Prochlorococcus performs best in environments that change slowly.
Its physiology is highly optimized for the stable, nutrient-poor conditions that dominate much of the open ocean. Because of this specialization, sudden environmental disturbances often place it at a competitive disadvantage.
One of the clearest examples occurs during nutrient pulses caused by upwelling or vertical mixing. In these events, deeper nutrient-rich waters rise toward the surface, temporarily increasing the availability of nitrogen and phosphorus.
Under such conditions, faster-growing phytoplankton such as diatoms and Synechococcus typically respond more rapidly. These organisms are adapted to exploit short-term nutrient abundance, allowing them to increase in biomass quickly and outcompete Prochlorococcus.
As a result, Prochlorococcus populations often decline in relative abundance during bloom events, even if the cells themselves are not immediately dying. The surrounding community simply grows faster under enriched conditions.
Physical disturbances can also disrupt its growth directly.
Processes such as strong vertical mixing may transport Prochlorococcus cells into deeper, colder, or lower-light waters where photosynthesis becomes less efficient.

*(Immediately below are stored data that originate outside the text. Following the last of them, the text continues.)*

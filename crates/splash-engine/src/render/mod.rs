//! GPU rendering subsystem.
//!
//! The sprite renderer consumes `SpriteBatch` draw streams and issues GPU
//! commands via wgpu. It owns its own GPU resources (pipelines, buffers,
//! bind groups).
//!
//! Convention:
//! - CPU geometry is in physical pixels (top-left origin, +Y down).
//! - The vertex shader converts to NDC using a viewport uniform.

mod ctx;
mod sprite;

pub use ctx::{RenderCtx, RenderTarget};
pub use sprite::{BlendMode, DrawParams, Flip, SpriteBatch, SpriteRenderer};
pub(crate) use sprite::SpriteDraw;
/// Viewport size in physical pixels.
///
/// The sprite renderer treats this as the coordinate basis for converting
/// pixel positions to NDC in the shader.
#[derive(Debug, Copy, Clone, Default, PartialEq)]
pub struct Viewport {
    pub width: f32,
    pub height: f32,
}

impl Viewport {
    #[inline]
    pub const fn new(width: f32, height: f32) -> Self {
        Self { width, height }
    }

    #[inline]
    pub fn is_valid(self) -> bool {
        self.width > 0.0 && self.height > 0.0 && self.width.is_finite() && self.height.is_finite()
    }
}
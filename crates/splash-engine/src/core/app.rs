use winit::event::WindowEvent;
use winit::window::WindowId;

use super::ctx::{FrameCtx, StartCtx};

/// Control directive returned by app callbacks.
#[derive(Debug, Copy, Clone, Eq, PartialEq)]
pub enum AppControl {
    Continue,
    Exit,
}

/// Application contract implemented by higher layers.
pub trait App {
    /// Called once, after the window and GPU context exist but before the
    /// first frame. Media loading belongs here; individual load failures
    /// should be logged by the app, not propagated.
    fn on_start(&mut self, ctx: &mut StartCtx<'_, '_>) {
        let _ = ctx;
    }

    /// Called for window events.
    fn on_window_event(&mut self, window_id: WindowId, event: &WindowEvent) -> AppControl {
        let _ = (window_id, event);
        AppControl::Continue
    }

    /// Called once per rendered frame.
    fn on_frame(&mut self, ctx: &mut FrameCtx<'_, '_>) -> AppControl;
}
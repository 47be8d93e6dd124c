/// Straight-alpha RGBA color with components in `[0, 1]`.
///
/// Pixel data uploaded to sRGB textures stores these components as sRGB
/// bytes; the clear color handed to wgpu is converted with
/// [`to_wgpu`](Self::to_wgpu).
#[derive(Debug, Copy, Clone, Default, PartialEq)]
pub struct Color {
    pub r: f32,
    pub g: f32,
    pub b: f32,
    pub a: f32,
}

impl Color {
    pub const WHITE: Color = Color::new(1.0, 1.0, 1.0, 1.0);
    pub const BLACK: Color = Color::new(0.0, 0.0, 0.0, 1.0);

    #[inline]
    pub const fn new(r: f32, g: f32, b: f32, a: f32) -> Self {
        Self { r, g, b, a }
    }

    /// Creates an opaque color from sRGB bytes (`0`–`255`).
    #[inline]
    pub fn from_rgb_u8(r: u8, g: u8, b: u8) -> Self {
        Self::from_rgba_u8(r, g, b, 255)
    }

    /// Creates a color from straight-alpha sRGB bytes (`0`–`255`).
    #[inline]
    pub fn from_rgba_u8(r: u8, g: u8, b: u8, a: u8) -> Self {
        Self::new(
            r as f32 / 255.0,
            g as f32 / 255.0,
            b as f32 / 255.0,
            a as f32 / 255.0,
        )
    }

    /// Returns the components as straight-alpha sRGB bytes, clamped.
    #[inline]
    pub fn to_rgba_u8(self) -> [u8; 4] {
        let q = |c: f32| (c.clamp(0.0, 1.0) * 255.0).round() as u8;
        [q(self.r), q(self.g), q(self.b), q(self.a)]
    }

    /// Clear-color conversion for render passes.
    #[inline]
    pub fn to_wgpu(self) -> wgpu::Color {
        wgpu::Color {
            r: self.r as f64,
            g: self.g as f64,
            b: self.b as f64,
            a: self.a as f64,
        }
    }
}

#[cfg(test)]
mod tests {
    use super::*;

    #[test]
    fn u8_round_trip() {
        let c = Color::from_rgba_u8(0, 128, 255, 64);
        let [r, g, b, a] = c.to_rgba_u8();
        assert_eq!((r, g, b, a), (0, 128, 255, 64));
    }

    #[test]
    fn to_rgba_u8_clamps() {
        let c = Color::new(-0.5, 2.0, 0.5, 1.0);
        assert_eq!(c.to_rgba_u8(), [0, 255, 128, 255]);
    }

    #[test]
    fn from_rgb_u8_is_opaque() {
        assert_eq!(Color::from_rgb_u8(10, 20, 30).a, 1.0);
    }
}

Because its growth and cell division are tightly synchronized with stable light conditions, these disturbances can reduce productivity and alter population structure.
These responses reflect the ecological strategy of Prochlorococcus as a whole. It is adapted for long-term efficiency under persistent scarcity, not for rapid expansion during temporary resource surges.
This distinction helps explain the broader structure of ocean ecosystems. Nutrient-rich regions tend to favour larger, fast-growing phytoplankton blooms, while nutrient-poor oligotrophic waters favour smaller and more resource-efficient organisms such as Prochlorococcus.
As ocean conditions shift through warming, stratification, and changing circulation patterns, the balance between these strategies may also change, influencing patterns of productivity and carbon cycling across large regions of the ocean.
Nutrient enrichment and disturbance shift advantage to other phytoplankton, reducing the relative dominance of Prochlorococcus.